Socialismo ou barbárie
O grande temor, contudo, na maioria da população do continente tem a ver com a insegurança em relação às questões mais práticas e concretas a começar por: como se manter isolado se se é necessário trabalhar; ou, se for realmente necessário ficar em casa, como garantir a sobrevivência.
Mas, por tudo o que vimos até aqui, esta situação sem precedentes criada pela pandemia tem história. Uma história de exploração e opressão que potencializa os efeitos de uma doença cujo descontrole é, por si só, um indício de que os investimentos feitos pelo sistema capitalista (em pesquisa, fabricação de remédios, criação de vacinas etc.) não têm como prioridade as vidas da enorme maioria da humanidade, mas, sim, os interesses de um 1% da população, cuja ganância historicamente tem se transformado em crimes genocidas.
A pandemia da COVID-19 somente escancarou, de forma terrível, o quão doente é a sociedade em que vivemos. Por isso, assim como no Brasil e em todo resto do mundo, isolados em suas casas, ou lutando para sobreviver onde for possível, cada vez mais gente está percebendo que este é um sistema apodrecido. Um sistema que fede a cadáveres. E, por isso, em todos cantos do mundo, e também na África, pessoas estão se organizando e discutindo uma solução que vá para além da crise desta pandemia e da grande crise econômica mundial que se avizinha.
As atrocidades que estamos vendo ao nosso redor devem servir para lembrar de algo que os socialistas revolucionários têm dito há muito tempo.
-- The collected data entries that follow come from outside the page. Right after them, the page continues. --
use std::collections::VecDeque;
use std::time::{SystemTime, UNIX_EPOCH};

use serde::Serialize;

/// How much history the live charts keep on screen.
pub const DEFAULT_WINDOW_MS: u64 = 60_000;

#[derive(Debug, Clone, Copy, PartialEq, Serialize)]
pub struct SeriesPoint {
    pub timestamp_ms: u64,
    pub value: f64,
}

/// Trailing window over one scalar signal, fed in timestamp order by a single
/// producer. After every push each retained point satisfies
/// `timestamp_ms >= latest - window_ms`; eviction only ever removes from the
/// oldest end, so the points stay in arrival order.
#[derive(Debug, Clone)]
pub struct WindowedSeries {
    window_ms: u64,
    points: VecDeque<SeriesPoint>,
}

impl WindowedSeries {
    pub fn new(window_ms: u64) -> Self {
        Self {
            window_ms,
            points: VecDeque::new(),
        }
    }

    /// Appends a sample and drops everything that fell out of the window.
    /// A missing sample (`None`) adds no point and does not shift the window.
    pub fn push(&mut self, value: Option<f64>, timestamp_ms: u64) {
        let Some(value) = value else { return };

        self.points.push_back(SeriesPoint {
            timestamp_ms,
            value,
        });

        let cutoff = timestamp_ms.saturating_sub(self.window_ms);
        while self
            .points
            .front()
            .is_some_and(|p| p.timestamp_ms < cutoff)
        {
            self.points.pop_front();
        }
    }

    /// Read-only view of the retained points, oldest first. Valid until the
    /// next push.
    pub fn snapshot(&self) -> &VecDeque<SeriesPoint> {
        &self.points
    }

    pub fn latest(&self) -> Option<SeriesPoint> {
        self.points.back().copied()
    }

    pub fn len(&self) -> usize {
        self.points.len()
    }

    pub fn is_empty(&self) -> bool {
        self.points.is_empty()
    }
}

impl Default for WindowedSeries {
    fn default() -> Self {
        Self::new(DEFAULT_WINDOW_MS)
    }
}

/// Milliseconds since the Unix epoch. Callers feeding several aligned series
/// take one timestamp per update cycle and push it to each buffer.
pub fn now_ms() -> u64 {
    SystemTime::now()
        .duration_since(UNIX_EPOCH)
        .map(|d| d.as_millis() as u64)
        .unwrap_or(0)
}

#[cfg(test)]
mod tests {
    use super::*;

    #[test]
    fn points_older_than_the_window_are_evicted() {
        let mut series = WindowedSeries::new(60_000);
        series.push(Some(2.0), 0);
        series.push(Some(2.1), 30_000);
        series.push(Some(2.2), 65_000);

        let points: Vec<_> = series.snapshot().iter().copied().collect();
        assert_eq!(
            points,
            vec![
                SeriesPoint {
                    timestamp_ms: 30_000,
                    value: 2.1
                },
                SeriesPoint {
                    timestamp_ms: 65_000,
                    value: 2.2
                },
            ]
        );
    }

    #[test]
    fn a_point_exactly_at_the_cutoff_is_retained() {
        let mut series = WindowedSeries::new(60_000);
        series.push(Some(1.0), 0);
        series.push(Some(2.0), 60_000);

        assert_eq!(series.len(), 2);
    }

    #[test]
    fn missing_sample_is_a_no_op() {
        let mut series = WindowedSeries::new(60_000);
        series.push(Some(2.0), 0);
        series.push(None, 120_000);

        // No new point, and the stale one is still there: the window only
        // moves when a real sample arrives.
        assert_eq!(series.len(), 1);
        assert_eq!(series.latest().unwrap().timestamp_ms, 0);
    }

    #[test]
    fn window_invariant_holds_after_every_push() {
        let mut series = WindowedSeries::new(10_000);
        let timestamps = [0u64, 1_000, 5_000, 11_000, 11_500, 30_000, 30_001];

        for (i, t) in timestamps.into_iter().enumerate() {
            series.push(Some(i as f64), t);
            let latest = series.latest().unwrap().timestamp_ms;
            assert!(series
                .snapshot()
                .iter()
                .all(|p| p.timestamp_ms >= latest.saturating_sub(10_000)));
        }
    }

    #[test]
    fn two_buffers_align_on_a_shared_timestamp() {
        let mut pressure = WindowedSeries::new(60_000);
        let mut after_filter = WindowedSeries::new(60_000);

        for tick in 0..5u64 {
            let t = tick * 1_000;
            pressure.push(Some(2.0 + tick as f64 * 0.1), t);
            after_filter.push(Some(1.8 + tick as f64 * 0.1), t);
        }

        let aligned = pressure
            .snapshot()
            .iter()
            .zip(after_filter.snapshot())
            .all(|(a, b)| a.timestamp_ms == b.timestamp_ms);
        assert!(aligned);
    }
}
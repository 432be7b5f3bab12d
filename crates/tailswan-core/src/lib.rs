//! Core domain types and port definitions for tailswan.
//!
//! This crate holds everything the supervisor and the event broadcaster agree
//! on without touching processes or sockets:
//!
//! - [`domain`] - topics, snapshots, mesh status and serve configuration
//! - [`events`] - the outbound [`Message`] fanned out to subscribers
//! - [`config`] - the immutable [`SupervisorConfig`]
//! - [`ports`] - trait abstractions over the IPsec and mesh control planes

#![deny(unused_crate_dependencies)]

pub mod config;
pub mod domain;
pub mod events;
pub mod ports;

pub use config::{
    ConfigError, IpsecConfig, MeshConfig, ProcessCommand, ServiceCommands, SupervisorConfig,
    SupervisorTimings,
};
pub use domain::{
    ConnectionSnapshot, JsonMap, MeshStatus, NodeSnapshot, NodeStatus, PeerSnapshot, PeerStatus,
    PeerSummary, SaSnapshot, ServeConfig, Topic, UnknownTopic,
};
pub use events::Message;
pub use ports::{ControlError, IpsecControl, MeshControl, MeshUpOptions};
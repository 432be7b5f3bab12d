//! Per-topic change detection.
//!
//! The tracker keeps the SHA-256 of the last accepted snapshot for each
//! [`Topic`]. Snapshots are hashed over their canonical JSON encoding (object
//! keys sorted at every depth) so that map iteration order never produces a
//! spurious change.

use std::sync::{Mutex, PoisonError};

use serde::Serialize;
use serde_json::Value;
use sha2::{Digest, Sha256};
use tailswan_core::Topic;
use tracing::warn;

type Fingerprint = [u8; 32];

/// Encode `value` as JSON with object keys sorted recursively.
pub fn canonical_json<T: Serialize + ?Sized>(value: &T) -> Result<Vec<u8>, serde_json::Error> {
    let value = serde_json::to_value(value)?;
    serde_json::to_vec(&sort_keys(value))
}

fn sort_keys(value: Value) -> Value {
    match value {
        Value::Object(map) => {
            let mut entries: Vec<(String, Value)> = map.into_iter().collect();
            entries.sort_by(|a, b| a.0.cmp(&b.0));
            Value::Object(
                entries
                    .into_iter()
                    .map(|(k, v)| (k, sort_keys(v)))
                    .collect(),
            )
        }
        Value::Array(items) => Value::Array(items.into_iter().map(sort_keys).collect()),
        other => other,
    }
}

/// Last-known fingerprint per topic.
///
/// Each topic has its own lock: pollers of different topics never contend,
/// and two checks of the same topic are serialized.
#[derive(Debug, Default)]
pub struct StateTracker {
    fingerprints: [Mutex<Option<Fingerprint>>; Topic::ALL.len()],
}

impl StateTracker {
    pub fn new() -> Self {
        Self::default()
    }

    /// Report whether `snapshot` differs from the last one seen for `topic`,
    /// recording it if so.
    ///
    /// The first observation of a topic is always a change. A snapshot that
    /// cannot be serialized is logged and reported as unchanged.
    pub fn has_changed<T: Serialize + ?Sized>(&self, topic: Topic, snapshot: &T) -> bool {
        match canonical_json(snapshot) {
            Ok(bytes) => self.has_changed_payload(topic, &bytes),
            Err(e) => {
                warn!(topic = %topic, "Failed to encode snapshot: {}", e);
                false
            }
        }
    }

    /// Like [`has_changed`](Self::has_changed) for an already canonical payload.
    pub fn has_changed_payload(&self, topic: Topic, payload: &[u8]) -> bool {
        let fingerprint: Fingerprint = Sha256::digest(payload).into();
        let mut slot = self.fingerprints[topic.index()]
            .lock()
            .unwrap_or_else(PoisonError::into_inner);

        if slot.as_ref() == Some(&fingerprint) {
            return false;
        }
        *slot = Some(fingerprint);
        true
    }
}
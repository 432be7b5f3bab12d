//! Command-line entry point for tailswan.
//!
//! The `tailswan` binary is the composition root: it parses flags and
//! environment into a [`SupervisorConfig`](tailswan_core::SupervisorConfig),
//! installs the tracing subscriber and dispatches to a handler.

#![deny(unsafe_code)]
#![deny(unused_crate_dependencies)]

#[cfg(test)]
use async_trait as _;

// Used by the binary target only
use dotenvy as _;
use tracing_subscriber as _;

pub mod commands;
pub mod config;
pub mod error;
pub mod handlers;
pub mod parser;

pub use commands::Commands;
pub use config::{LogLevel, Settings};
pub use error::CliError;
pub use parser::Cli;
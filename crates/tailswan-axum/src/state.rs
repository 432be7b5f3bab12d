//! Shared application state type.

use std::sync::Arc;

use tailswan_runtime::EventBroadcaster;

/// Services reachable from handlers.
#[derive(Debug)]
pub struct EventsContext {
    pub broadcaster: Arc<EventBroadcaster>,
}

/// Application state shared across all handlers.
pub type AppState = Arc<EventsContext>;

/// Build the shared state around a broadcaster.
pub fn app_state(broadcaster: Arc<EventBroadcaster>) -> AppState {
    Arc::new(EventsContext { broadcaster })
}
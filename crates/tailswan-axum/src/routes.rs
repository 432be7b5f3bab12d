//! Route definitions and router construction.

use axum::extract::State;
use axum::routing::get;
use axum::{Json, Router};
use serde::Serialize;
use tower_http::trace::TraceLayer;

use crate::sse;
use crate::state::AppState;

#[derive(Debug, Serialize)]
pub struct HealthBody {
    pub status: &'static str,
    pub clients: usize,
}

/// `GET /health`
async fn health(State(state): State<AppState>) -> Json<HealthBody> {
    Json(HealthBody {
        status: "ok",
        clients: state.broadcaster.client_count().await,
    })
}

/// Build the router for the event feed.
pub fn create_router(state: AppState) -> Router {
    Router::new()
        .route("/health", get(health))
        .route("/api/events", get(sse::events))
        .layer(TraceLayer::new_for_http())
        .with_state(state)
}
Algo que está na essência dos textos de Marx e Engels, a começar pelo Manifesto Comunista (1848), e que foi popularizado num texto da genial Rosa Luxemburgo, em 1916, quando o mundo também atravessava um momento de crise econômica, combinada com a tragédia criada pela disputa de mercados que explodiu na forma da Primeira Guerra Mundial e, igualmente, uma pandemia (a gripe espanhola) estava provocando mais e mais mortes.
Foi olhando para este mundo tomado pela Primeira Guerra Mundial e por uma pandemia que Rosa declarou que as alternativas para a humanidade eram: “SOCIALISMO OU BARBÁRIE”. Hoje, este lema é ainda mais atual!